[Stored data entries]
──────────────────────────────
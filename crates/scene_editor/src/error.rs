//! Error types for the editing layer

use std::path::PathBuf;

use scene_graph::{GraphError, NodeId};
use scene_schema::SchemaLoadError;
use thiserror::Error;

use crate::config::ConfigError;

/// Scene file read/write errors.
///
/// A failed write never replaces the destination file.
#[derive(Debug, Error)]
pub enum PersistenceError {
    #[error("IO error on {path:?}: {source}")]
    Io {
        path: PathBuf,
        #[source]
        source: std::io::Error,
    },

    #[error("XML error: {0}")]
    Xml(String),

    #[error("Malformed scene file: {0}")]
    Malformed(String),

    #[error("Invalid scene content: {0}")]
    Graph(#[from] GraphError),
}

impl PersistenceError {
    pub(crate) fn io(path: impl Into<PathBuf>, source: std::io::Error) -> Self {
        Self::Io {
            path: path.into(),
            source,
        }
    }
}

/// Editing, document and command errors
#[derive(Debug, Error)]
pub enum EditorError {
    /// The context has no scene bound
    #[error("No scene is bound to the editing context")]
    Unbound,

    /// Node is not part of the bound scene
    #[error("{0} is not part of the bound scene")]
    NotInScene(NodeId),

    /// Payload is empty, carries foreign items or does not fit the target
    #[error("Payload cannot be inserted: {0}")]
    InvalidPayload(String),

    /// A transaction is already recording
    #[error("Transaction '{0}' is already open")]
    TransactionOpen(String),

    /// Document has never been saved and has no path
    #[error("Document '{0}' has no file path")]
    Untitled(String),

    /// Command is disabled in the current state
    #[error("Command '{0}' is not available")]
    CommandUnavailable(&'static str),

    #[error(transparent)]
    Graph(#[from] GraphError),

    #[error(transparent)]
    Persistence(#[from] PersistenceError),

    #[error(transparent)]
    Schema(#[from] SchemaLoadError),

    #[error(transparent)]
    Config(#[from] ConfigError),
}

/// Result type for editor operations
pub type Result<T> = std::result::Result<T, EditorError>;
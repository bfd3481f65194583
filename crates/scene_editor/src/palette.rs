//! Node type palette
//!
//! One item per editable node type. Converting an item produces a payload
//! that can be pasted or dropped like any other.

use std::sync::Arc;

use scene_graph::{NodeFragment, UniqueNamer};
use scene_schema::{NodeTypeId, TypeHierarchy, NAME_ATTRIBUTE};

use crate::payload::Payload;

/// Palette category for every scene node type
pub const CATEGORY: &str = "Nodes";

/// A node type offered on the palette
#[derive(Clone, Debug, PartialEq, Eq)]
pub struct PaletteItem {
    pub node_type: NodeTypeId,
    /// Default node name, also the item label
    pub name: String,
    pub description: String,
    pub category: &'static str,
}

/// The palette's items and the names it has handed out
#[derive(Debug)]
pub struct NodePalette {
    schema: Arc<TypeHierarchy>,
    items: Vec<PaletteItem>,
    namer: UniqueNamer,
}

impl NodePalette {
    pub fn new(schema: Arc<TypeHierarchy>) -> Self {
        let items = schema
            .types_derived_from(schema.editable_type())
            .map(|ty| {
                let name = ty.short_name().replace("Node", "");
                PaletteItem {
                    node_type: ty.id(),
                    description: format!("Create a {} node", ty.short_name()),
                    name,
                    category: CATEGORY,
                }
            })
            .collect();
        Self {
            schema,
            items,
            namer: UniqueNamer::new(),
        }
    }

    pub fn items(&self) -> &[PaletteItem] {
        &self.items
    }

    pub fn find(&self, node_type: NodeTypeId) -> Option<&PaletteItem> {
        self.items.iter().find(|item| item.node_type == node_type)
    }

    /// A payload holding one fresh node of the item's type.
    ///
    /// Names are unique among everything this palette has produced; the
    /// editing context still resolves clashes with the target scene.
    pub fn convert(&mut self, item: &PaletteItem) -> Payload {
        let node_type = &self.schema[item.node_type];
        let mut fragment = NodeFragment::new(node_type.name());
        if node_type.name_attribute().is_some() {
            fragment = fragment.with_attribute(NAME_ATTRIBUTE, self.namer.reserve(&item.name));
        }
        Payload::from(fragment)
    }
}
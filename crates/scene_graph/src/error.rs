//! Error types for structural and attribute mutations

use scene_schema::AttributeKind;
use thiserror::Error;

use crate::arena::NodeId;

/// Graph mutation errors.
///
/// The structural variants are precondition violations: UI flows gate on the
/// editing context's `can_insert*` checks, so these only surface on
/// programmatic misuse.
#[derive(Debug, Clone, PartialEq, Error)]
pub enum GraphError {
    /// Handle does not refer to a live node of this graph
    #[error("Node not found in graph: {0}")]
    StaleNode(NodeId),

    /// Child's type is not compatible with the slot's base type
    #[error("Type '{child_type}' cannot be a child in slot '{slot}' of '{parent_type}'")]
    InvalidChildType {
        parent_type: String,
        slot: String,
        child_type: String,
    },

    /// Insertion would make a node its own ancestor
    #[error("Inserting {child} under {parent} would create a cycle")]
    Cycle { parent: NodeId, child: NodeId },

    /// Child is not currently a child of the given parent
    #[error("{child} is not a child of {parent}")]
    NotFound { parent: NodeId, child: NodeId },

    /// Parent type declares no slot with the requested name
    #[error("Type '{node_type}' has no child slot '{slot}'")]
    NoChildSlot { node_type: String, slot: String },

    /// Type name not declared by the schema
    #[error("Unknown node type: {0}")]
    UnknownType(String),

    /// Attribute name not declared on the node's type
    #[error("Type '{node_type}' has no attribute '{attribute}'")]
    UnknownAttribute { node_type: String, attribute: String },

    /// Value kind does not match the attribute definition
    #[error("Attribute '{attribute}' expects {expected}, got {got}")]
    KindMismatch {
        attribute: String,
        expected: AttributeKind,
        got: AttributeKind,
    },
}

/// Result type for graph operations
pub type Result<T> = std::result::Result<T, GraphError>;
──────────────────────────────
**Directions:** Each line above should appear again, reproduced exactly.

**Your response:**
filename crates/scene_editor/src/error.rs
//! Error types for the editing layer

use std::path::PathBuf;

use scene_graph::{GraphError, NodeId};
use scene_schema::SchemaLoadError;
use thiserror::Error;

use crate::config::ConfigError;

/// Scene file read/write errors.
///
/// A failed write never replaces the destination file.
#[derive(Debug, Error)]
pub enum PersistenceError {
    #[error("IO error on {path:?}: {source}")]
    Io {
        path: PathBuf,
        #[source]
        source: std::io::Error,
    },

    #[error("XML error: {0}")]
    Xml(String),

    #[error("Malformed scene file: {0}")]
    Malformed(String),

    #[error("Invalid scene content: {0}")]
    Graph(#[from] GraphError),
}

impl PersistenceError {
    pub(crate) fn io(path: impl Into<PathBuf>, source: std::io::Error) -> Self {
        Self::Io {
            path: path.into(),
            source,
        }
    }
}

/// Editing, document and command errors
#[derive(Debug, Error)]
pub enum EditorError {
    /// The context has no scene bound
    #[error("No scene is bound to the editing context")]
    Unbound,

    /// Node is not part of the bound scene
    #[error("{0} is not part of the bound scene")]
    NotInScene(NodeId),

    /// Payload is empty, carries foreign items or does not fit the target
    #[error("Payload cannot be inserted: {0}")]
    InvalidPayload(String),

    /// A transaction is already recording
    #[error("Transaction '{0}' is already open")]
    TransactionOpen(String),

    /// Document has never been saved and has no path
    #[error("Document '{0}' has no file path")]
    Untitled(String),

    /// Command is disabled in the current state
    #[error("Command '{0}' is not available")]
    CommandUnavailable(&'static str),

    #[error(transparent)]
    Graph(#[from] GraphError),

    #[error(transparent)]
    Persistence(#[from] PersistenceError),

    #[error(transparent)]
    Schema(#[from] SchemaLoadError),

    #[error(transparent)]
    Config(#[from] ConfigError),
}

/// Result type for editor operations
pub type Result<T> = std::result::Result<T, EditorError>;
repository bfd3481f65194583
filename crates/scene_editor/src/palette.rs
//! Node type palette
//!
//! One item per editable node type. Converting an item produces a payload
//! that can be pasted or dropped like any other.

use std::sync::Arc;

use scene_graph::{NodeFragment, UniqueNamer};
use scene_schema::{NodeTypeId, TypeHierarchy, NAME_ATTRIBUTE};

use crate::payload::Payload;

/// Palette category for every scene node type
pub const CATEGORY: &str = "Nodes";

/// A node type offered on the palette
#[derive(Clone, Debug, PartialEq, Eq)]
pub struct PaletteItem {
    pub node_type: NodeTypeId,
    /// Default node name, also the item label
    pub name: String,
    pub description: String,
    pub category: &'static str,
}

/// The palette's items and the names it has handed out
#[derive(Debug)]
pub struct NodePalette {
    schema: Arc<TypeHierarchy>,
    items: Vec<PaletteItem>,
    namer: UniqueNamer,
}

impl NodePalette {
    pub fn new(schema: Arc<TypeHierarchy>) -> Self {
        let items = schema
            .types_derived_from(schema.editable_type())
            .map(|ty| {
                let name = ty.short_name().replace("Node", "");
                PaletteItem {
                    node_type: ty.id(),
                    description: format!("Create a {} node", ty.short_name()),
                    name,
                    category: CATEGORY,
                }
            })
            .collect();
        Self {
            schema,
            items,
            namer: UniqueNamer::new(),
        }
    }

    pub fn items(&self) -> &[PaletteItem] {
        &self.items
    }

    pub fn find(&self, node_type: NodeTypeId) -> Option<&PaletteItem> {
        self.items.iter().find(|item| item.node_type == node_type)
    }

    /// A payload holding one fresh node of the item's type.
    ///
    /// Names are unique among everything this palette has produced; the
    /// editing context still resolves clashes with the target scene.
    pub fn convert(&mut self, item: &PaletteItem) -> Payload {
        let node_type = &self.schema[item.node_type];
        let mut fragment = NodeFragment::new(node_type.name());
        if node_type.name_attribute().is_some() {
            fragment = fragment.with_attribute(NAME_ATTRIBUTE, self.namer.reserve(&item.name));
        }
        Payload::from(fragment)
    }
}
filename crates/scene_graph/src/error.rs
//! Error types for structural and attribute mutations

use scene_schema::AttributeKind;
use thiserror::Error;

use crate::arena::NodeId;

/// Graph mutation errors.
///
/// The structural variants are precondition violations: UI flows gate on the
/// editing context's `can_insert*` checks, so these only surface on
/// programmatic misuse.
#[derive(Debug, Clone, PartialEq, Error)]
pub enum GraphError {
    /// Handle does not refer to a live node of this graph
    #[error("Node not found in graph: {0}")]
    StaleNode(NodeId),

    /// Child's type is not compatible with the slot's base type
    #[error("Type '{child_type}' cannot be a child in slot '{slot}' of '{parent_type}'")]
    InvalidChildType {
        parent_type: String,
        slot: String,
        child_type: String,
    },

    /// Insertion would make a node its own ancestor
    #[error("Inserting {child} under {parent} would create a cycle")]
    Cycle { parent: NodeId, child: NodeId },

    /// Child is not currently a child of the given parent
    #[error("{child} is not a child of {parent}")]
    NotFound { parent: NodeId, child: NodeId },

    /// Parent type declares no slot with the requested name
    #[error("Type '{node_type}' has no child slot '{slot}'")]
    NoChildSlot { node_type: String, slot: String },

    /// Type name not declared by the schema
    #[error("Unknown node type: {0}")]
    UnknownType(String),

    /// Attribute name not declared on the node's type
    #[error("Type '{node_type}' has no attribute '{attribute}'")]
    UnknownAttribute { node_type: String, attribute: String },

    /// Value kind does not match the attribute definition
    #[error("Attribute '{attribute}' expects {expected}, got {got}")]
    KindMismatch {
        attribute: String,
        expected: AttributeKind,
        got: AttributeKind,
    },
}

/// Result type for graph operations
pub type Result<T> = std::result::Result<T, GraphError>;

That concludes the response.